Saved data entries:
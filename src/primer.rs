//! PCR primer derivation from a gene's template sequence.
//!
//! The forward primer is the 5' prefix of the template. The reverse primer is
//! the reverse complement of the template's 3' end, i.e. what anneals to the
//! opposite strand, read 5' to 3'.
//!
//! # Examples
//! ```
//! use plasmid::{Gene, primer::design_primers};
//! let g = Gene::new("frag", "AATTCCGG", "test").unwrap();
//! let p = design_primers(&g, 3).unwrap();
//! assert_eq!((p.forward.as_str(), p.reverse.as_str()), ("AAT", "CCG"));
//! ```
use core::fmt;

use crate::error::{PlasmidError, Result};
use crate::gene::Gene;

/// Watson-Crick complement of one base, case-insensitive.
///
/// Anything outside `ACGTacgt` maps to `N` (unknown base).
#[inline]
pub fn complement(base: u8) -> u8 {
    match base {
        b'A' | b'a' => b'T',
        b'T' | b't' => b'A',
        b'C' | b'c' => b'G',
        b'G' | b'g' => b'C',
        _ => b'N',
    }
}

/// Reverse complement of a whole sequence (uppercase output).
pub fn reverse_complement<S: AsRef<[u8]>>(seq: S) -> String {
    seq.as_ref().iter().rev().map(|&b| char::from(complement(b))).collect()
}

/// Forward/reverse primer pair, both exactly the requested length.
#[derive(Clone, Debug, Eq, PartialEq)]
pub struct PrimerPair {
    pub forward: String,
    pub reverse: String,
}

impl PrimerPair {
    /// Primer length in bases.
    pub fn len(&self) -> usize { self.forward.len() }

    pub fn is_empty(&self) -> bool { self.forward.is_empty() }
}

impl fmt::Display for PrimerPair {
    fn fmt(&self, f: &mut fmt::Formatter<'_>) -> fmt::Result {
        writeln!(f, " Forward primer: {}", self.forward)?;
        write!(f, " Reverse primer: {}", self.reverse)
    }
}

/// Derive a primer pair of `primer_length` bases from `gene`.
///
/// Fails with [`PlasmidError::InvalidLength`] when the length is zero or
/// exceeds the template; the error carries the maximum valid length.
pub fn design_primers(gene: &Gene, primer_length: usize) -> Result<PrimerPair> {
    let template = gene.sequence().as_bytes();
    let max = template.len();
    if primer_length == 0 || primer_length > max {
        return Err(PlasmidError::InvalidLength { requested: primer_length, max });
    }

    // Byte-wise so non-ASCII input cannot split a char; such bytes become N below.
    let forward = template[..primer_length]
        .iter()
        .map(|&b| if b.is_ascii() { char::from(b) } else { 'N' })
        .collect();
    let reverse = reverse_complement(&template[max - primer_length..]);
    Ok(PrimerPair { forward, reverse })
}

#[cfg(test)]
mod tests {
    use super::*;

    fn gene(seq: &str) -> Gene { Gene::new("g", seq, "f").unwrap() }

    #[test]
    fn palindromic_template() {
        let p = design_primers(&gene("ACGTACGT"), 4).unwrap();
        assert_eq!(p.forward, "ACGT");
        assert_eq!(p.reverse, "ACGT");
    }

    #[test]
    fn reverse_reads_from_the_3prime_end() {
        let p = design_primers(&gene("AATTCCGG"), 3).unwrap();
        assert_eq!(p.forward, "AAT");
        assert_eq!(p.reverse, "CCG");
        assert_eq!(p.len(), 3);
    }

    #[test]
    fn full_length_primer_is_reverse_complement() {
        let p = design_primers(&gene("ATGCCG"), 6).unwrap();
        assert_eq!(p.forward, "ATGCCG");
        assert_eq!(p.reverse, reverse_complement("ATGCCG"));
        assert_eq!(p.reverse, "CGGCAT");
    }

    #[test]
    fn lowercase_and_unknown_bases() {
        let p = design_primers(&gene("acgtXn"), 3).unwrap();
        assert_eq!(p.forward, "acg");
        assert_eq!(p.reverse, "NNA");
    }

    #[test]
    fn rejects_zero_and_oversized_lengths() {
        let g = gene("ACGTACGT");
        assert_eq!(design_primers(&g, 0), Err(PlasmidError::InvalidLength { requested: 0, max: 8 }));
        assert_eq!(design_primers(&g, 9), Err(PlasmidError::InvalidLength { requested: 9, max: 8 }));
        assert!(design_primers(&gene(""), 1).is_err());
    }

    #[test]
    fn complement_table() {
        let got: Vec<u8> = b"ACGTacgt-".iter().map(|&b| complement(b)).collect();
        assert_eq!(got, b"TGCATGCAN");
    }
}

## Your objective
Start at the first line of the data above. Stop after the line containing "use crate::gene::Gene;", reproducing each line exactly and adding nothing.

## Result of this exercise
filename src/primer.rs
//! PCR primer derivation from a gene's template sequence.
//!
//! The forward primer is the 5' prefix of the template. The reverse primer is
//! the reverse complement of the template's 3' end, i.e. what anneals to the
//! opposite strand, read 5' to 3'.
//!
//! # Examples
//! ```
//! use plasmid::{Gene, primer::design_primers};
//! let g = Gene::new("frag", "AATTCCGG", "test").unwrap();
//! let p = design_primers(&g, 3).unwrap();
//! assert_eq!((p.forward.as_str(), p.reverse.as_str()), ("AAT", "CCG"));
//! ```
use core::fmt;

use crate::error::{PlasmidError, Result};
use crate::gene::Gene;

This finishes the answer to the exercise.